The 1848 Public Health Act was the first step on the road to improved public health. Later in the century, the Public Health Act of 1875 addressed the problems of poor urban living conditions.  Advances in medical training and innovation, and the discovery of germ theory, when men such as Pasteur, Lister and Koch were to the fore, improved Victorians’ lives.

Dickens’ approach to public health was influenced by his childhood experiences.  His father spent a period in a debtors’ prison and Dickens worked in a boot-blacking factory to help support the family.  
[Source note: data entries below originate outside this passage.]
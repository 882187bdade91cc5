//! Config command - view and change settings

use anyhow::Result;
use clap::Subcommand;
use colored::Colorize;
use sentivox_core::config::Config;

use super::get_app_dir;
use crate::output;

#[derive(Subcommand)]
pub enum ConfigCommands {
    /// Show the effective settings
    Show {
        /// Output as JSON
        #[arg(long)]
        json: bool,
    },
    /// Point the CLI at another Sentivox server
    SetApiUrl {
        /// Base URL, e.g. https://sentivox.example.com
        url: String,
    },
}

pub fn run(command: ConfigCommands) -> Result<()> {
    let app_dir = get_app_dir();
    let mut config = Config::load(&app_dir)?;

    match command {
        ConfigCommands::Show { json } => {
            if json {
                println!(
                    "{}",
                    serde_json::to_string_pretty(&serde_json::json!({
                        "apiUrl": config.api_url(),
                        "allowedEmailDomains": config.email_policy().allowed(),
                        "requestTimeoutSecs": config.request_timeout_secs,
                        "resetRedirectDelayMs": config.reset_redirect_delay_ms,
                        "directory": app_dir.to_string_lossy(),
                    }))?
                );
                return Ok(());
            }

            println!("{}", "Sentivox Settings".bold());
            let mut table = output::create_table();
            table.add_row(vec!["API URL".to_string(), config.api_url()]);
            table.add_row(vec![
                "Allowed email domains".to_string(),
                config.email_policy().allowed().join(", "),
            ]);
            table.add_row(vec![
                "Request timeout".to_string(),
                format!("{} s", config.request_timeout_secs),
            ]);
            table.add_row(vec![
                "Reset redirect delay".to_string(),
                format!("{} ms", config.reset_redirect_delay_ms),
            ]);
            table.add_row(vec![
                "Directory".to_string(),
                app_dir.display().to_string(),
            ]);
            println!("{}", table);
        }
        ConfigCommands::SetApiUrl { url } => {
            let url = url.trim().trim_end_matches('/').to_string();
            url::Url::parse(&url).map_err(|e| anyhow::anyhow!("Invalid URL {}: {}", url, e))?;
            config.set_api_url(url.clone());
            config.save(&app_dir)?;
            output::success(&format!("API URL set to {}", url));
            if config.api_url() != url {
                output::warning("SENTIVOX_API_URL is set and overrides this setting.");
            }
        }
    }

    Ok(())
}
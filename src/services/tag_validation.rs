use once_cell::sync::Lazy;
use regex::Regex;

use crate::models::tag::{Rejection, TagAlphabet, TagOutcome};

/// Answer the model is instructed to give when no tag is visible.
pub const NO_TAG_MARKER: &str = "NOTAG";

/// Structural shape of a tag: `#` followed by 3-10 uppercase letters or digits.
static TAG_PATTERN: Lazy<Regex> =
    Lazy::new(|| Regex::new(r"#[A-Z0-9]{3,10}").expect("tag pattern is a valid regex"));

/// Turns free-form model output into a trustworthy player tag, or nothing.
///
/// Validation order:
/// - `NOTAG` anywhere in the answer (any case) wins over everything else
/// - only the first `#XXX` token is considered
/// - digit-only tokens are rejected
/// - tokens using a glyph outside the alphabet are rejected
///
/// The validator holds no state between calls.
#[derive(Debug, Clone, Default)]
pub struct TagValidator {
    alphabet: TagAlphabet,
}

impl TagValidator {
    pub fn new(alphabet: TagAlphabet) -> Self {
        Self { alphabet }
    }

    pub fn alphabet(&self) -> &TagAlphabet {
        &self.alphabet
    }

    pub fn validate(&self, answer: &str) -> TagOutcome {
        if answer.to_uppercase().contains(NO_TAG_MARKER) {
            return TagOutcome::NotFound(Rejection::Marker);
        }

        let Some(candidate) = TAG_PATTERN.find(answer).map(|m| m.as_str()) else {
            return TagOutcome::NotFound(Rejection::NoMatch);
        };

        let body = &candidate[1..];

        // The model sometimes echoes a date or counter it mistook for a tag.
        if body.chars().all(|ch| ch.is_ascii_digit()) {
            return TagOutcome::NotFound(Rejection::Numeric(candidate.to_string()));
        }

        if let Some(glyph) = self.alphabet.first_disallowed(body) {
            return TagOutcome::NotFound(Rejection::DisallowedGlyph {
                candidate: candidate.to_string(),
                glyph,
            });
        }

        TagOutcome::Found(candidate.to_string())
    }
}
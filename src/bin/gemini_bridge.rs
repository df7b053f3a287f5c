use std::io::Read;
use std::process::ExitCode;

use tag_vision_worker::{
    config::BridgeConfig,
    services::chat_bridge::{BridgeError, ChatBridge, GeminiRequest},
};
use tracing_subscriber::EnvFilter;

/// Reads one Gemini `generateContent` request from stdin and prints the
/// Gemini-shaped answer from the local model to stdout.
#[tokio::main]
async fn main() -> ExitCode {
    // Logs go to stderr so stdout stays a single JSON document
    tracing_subscriber::fmt()
        .with_env_filter(
            EnvFilter::try_from_default_env().unwrap_or_else(|_| EnvFilter::new("info")),
        )
        .json()
        .with_writer(std::io::stderr)
        .init();

    let config = match BridgeConfig::from_env() {
        Ok(config) => config,
        Err(e) => {
            tracing::error!(error = %e, "Failed to load configuration");
            return ExitCode::FAILURE;
        }
    };

    match run(&config).await {
        Ok(output) => {
            println!("{output}");
            ExitCode::SUCCESS
        }
        Err(e) => {
            tracing::error!(error = %e, "Bridge request failed");
            println!("{}", serde_json::json!({ "error": e.to_string() }));
            ExitCode::FAILURE
        }
    }
}

async fn run(config: &BridgeConfig) -> Result<String, Box<dyn std::error::Error>> {
    let mut input = String::new();
    std::io::stdin().read_to_string(&mut input)?;
    let request: GeminiRequest = serde_json::from_str(&input).map_err(BridgeError::Json)?;

    let bridge = ChatBridge::new(&config.lm_studio_endpoint, config.timeout())?;
    tracing::info!(endpoint = %config.lm_studio_endpoint, "Forwarding request to local model");

    let response = bridge.generate(&request).await?;
    Ok(serde_json::to_string(&response)?)
}
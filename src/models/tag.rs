use std::collections::BTreeSet;
use std::fmt;
use std::str::FromStr;

/// Glyphs the upstream tag format is known to use.
///
/// Narrower than the `[A-Z0-9]` shape the matcher accepts: it drops
/// characters the vision model tends to hallucinate for blurry glyphs.
pub const DEFAULT_TAG_ALPHABET: &str = "0289PYLQGRJCUVO";

/// Allow-list of characters a player tag may contain after the `#`.
#[derive(Debug, Clone, PartialEq, Eq)]
pub struct TagAlphabet {
    chars: BTreeSet<char>,
}

impl TagAlphabet {
    pub fn contains(&self, ch: char) -> bool {
        self.chars.contains(&ch)
    }

    /// First character of `s` outside the alphabet, if any.
    pub fn first_disallowed(&self, s: &str) -> Option<char> {
        s.chars().find(|ch| !self.contains(*ch))
    }
}

impl Default for TagAlphabet {
    fn default() -> Self {
        Self {
            chars: DEFAULT_TAG_ALPHABET.chars().collect(),
        }
    }
}

impl FromStr for TagAlphabet {
    type Err = InvalidAlphabet;

    /// Parse an alphabet such as `"0289PYLQGRJCUVO"`. Whitespace and commas
    /// between characters are ignored.
    fn from_str(s: &str) -> Result<Self, Self::Err> {
        let mut chars = BTreeSet::new();
        for ch in s.chars().filter(|c| !c.is_whitespace() && *c != ',') {
            if !(ch.is_ascii_uppercase() || ch.is_ascii_digit()) {
                return Err(InvalidAlphabet::Character(ch));
            }
            chars.insert(ch);
        }
        if chars.is_empty() {
            return Err(InvalidAlphabet::Empty);
        }
        Ok(Self { chars })
    }
}

impl fmt::Display for TagAlphabet {
    fn fmt(&self, f: &mut fmt::Formatter<'_>) -> fmt::Result {
        self.chars.iter().try_for_each(|ch| write!(f, "{ch}"))
    }
}

#[derive(Debug, Clone, PartialEq, Eq, thiserror::Error)]
pub enum InvalidAlphabet {
    #[error("tag alphabet is empty")]
    Empty,

    #[error("tag alphabet may only contain A-Z and 0-9, found {0:?}")]
    Character(char),
}

/// Why a model answer did not yield a usable tag.
#[derive(Debug, Clone, PartialEq, Eq)]
pub enum Rejection {
    /// The model answered with the explicit "no tag visible" marker.
    Marker,
    /// Nothing tag-shaped appears in the answer.
    NoMatch,
    /// The candidate is digits only.
    Numeric(String),
    /// The candidate uses a glyph outside the alphabet.
    DisallowedGlyph { candidate: String, glyph: char },
}

impl fmt::Display for Rejection {
    fn fmt(&self, f: &mut fmt::Formatter<'_>) -> fmt::Result {
        match self {
            Rejection::Marker => write!(f, "model reported no visible tag"),
            Rejection::NoMatch => write!(f, "no tag-shaped token in answer"),
            Rejection::Numeric(candidate) => write!(f, "candidate {candidate} is numeric only"),
            Rejection::DisallowedGlyph { candidate, glyph } => {
                write!(f, "candidate {candidate} contains disallowed glyph {glyph:?}")
            }
        }
    }
}

/// Result of validating one model answer.
#[derive(Debug, Clone, PartialEq, Eq)]
pub enum TagOutcome {
    /// Validated tag, including the leading `#`.
    Found(String),
    NotFound(Rejection),
}

#[cfg(test)]
mod tests {
    use super::*;

    #[test]
    fn test_default_alphabet() {
        let alphabet = TagAlphabet::default();
        for ch in DEFAULT_TAG_ALPHABET.chars() {
            assert!(alphabet.contains(ch));
        }
        assert!(!alphabet.contains('A'));
        assert!(!alphabet.contains('1'));
        assert!(!alphabet.contains('#'));
    }

    #[test]
    fn test_parse_ignores_separators() {
        let alphabet: TagAlphabet = "P, Y, 2 8".parse().unwrap();
        assert_eq!(alphabet.to_string(), "28PY");
    }

    #[test]
    fn test_parse_rejects_lowercase_and_empty() {
        assert_eq!("PYq".parse::<TagAlphabet>(), Err(InvalidAlphabet::Character('q')));
        assert_eq!(" , ".parse::<TagAlphabet>(), Err(InvalidAlphabet::Empty));
    }

    #[test]
    fn test_first_disallowed() {
        let alphabet = TagAlphabet::default();
        assert_eq!(alphabet.first_disallowed("2YLJ"), None);
        assert_eq!(alphabet.first_disallowed("2YAB"), Some('A'));
    }
}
He suffered from insomnia and regularly walked the streets at night encountering “homelessness, drunkenness and vice on the streets”.  Visits to hospitals; reading The Lancet; discussions with doctors and his own health problems added to his knowledge of illness and its origins.  He was ahead of his time with regard to clinical enquiry, details of symptoms, and physical and mental examination.  Dickens’ detailed descriptions of his fictional characters’ conditions were based on real cases and included ailments only recently recognised by medical science at that time.

The pre-19th century Poor Law severely penalised vagrants and the jobless.  Dickens was prominent in campaigns against poverty and destitution.  He publicised the shortcomings of Poor Law reforms and promoted prevention and treatment of medical conditions.

The 1834 Poor Law Amendment Act established workhouses for the ‘undeserving poor’ – the elderly, the sick and orphans.  Dickens was among those who condemned the harsh regime.  Dickens worked with Angela Burdett-Coutts to established a home for fallen women, Urania Cottage, in Shepherds Bush and to support, so-called, ‘ragged schools’ for the very poor. 

Dickens’ concern for social problems and public health is reflected repeatedly in his novels.  Prison reform is covered in Oliver Twist, Little Dorrit and Great Expectations, whilst orphans Oliver Twist, Pip, Little Nell and Edwin Drood are well-known characters.  The education of the poor is examined in Nicholas Nickleby and public health reforms are described in Oliver Twist.  Appalled by child mortality in the 1850s, Dickens was an early supporter of Great Ormond Street Hospital, and he featured a disguised advertisement for the hospital in his last completed novel Our Mutual Friend.

Dickens suffered a stroke and died at his London home on 9 June 1870, aged 58 years, and was buried in Poet's Corner in Westminster Abbey.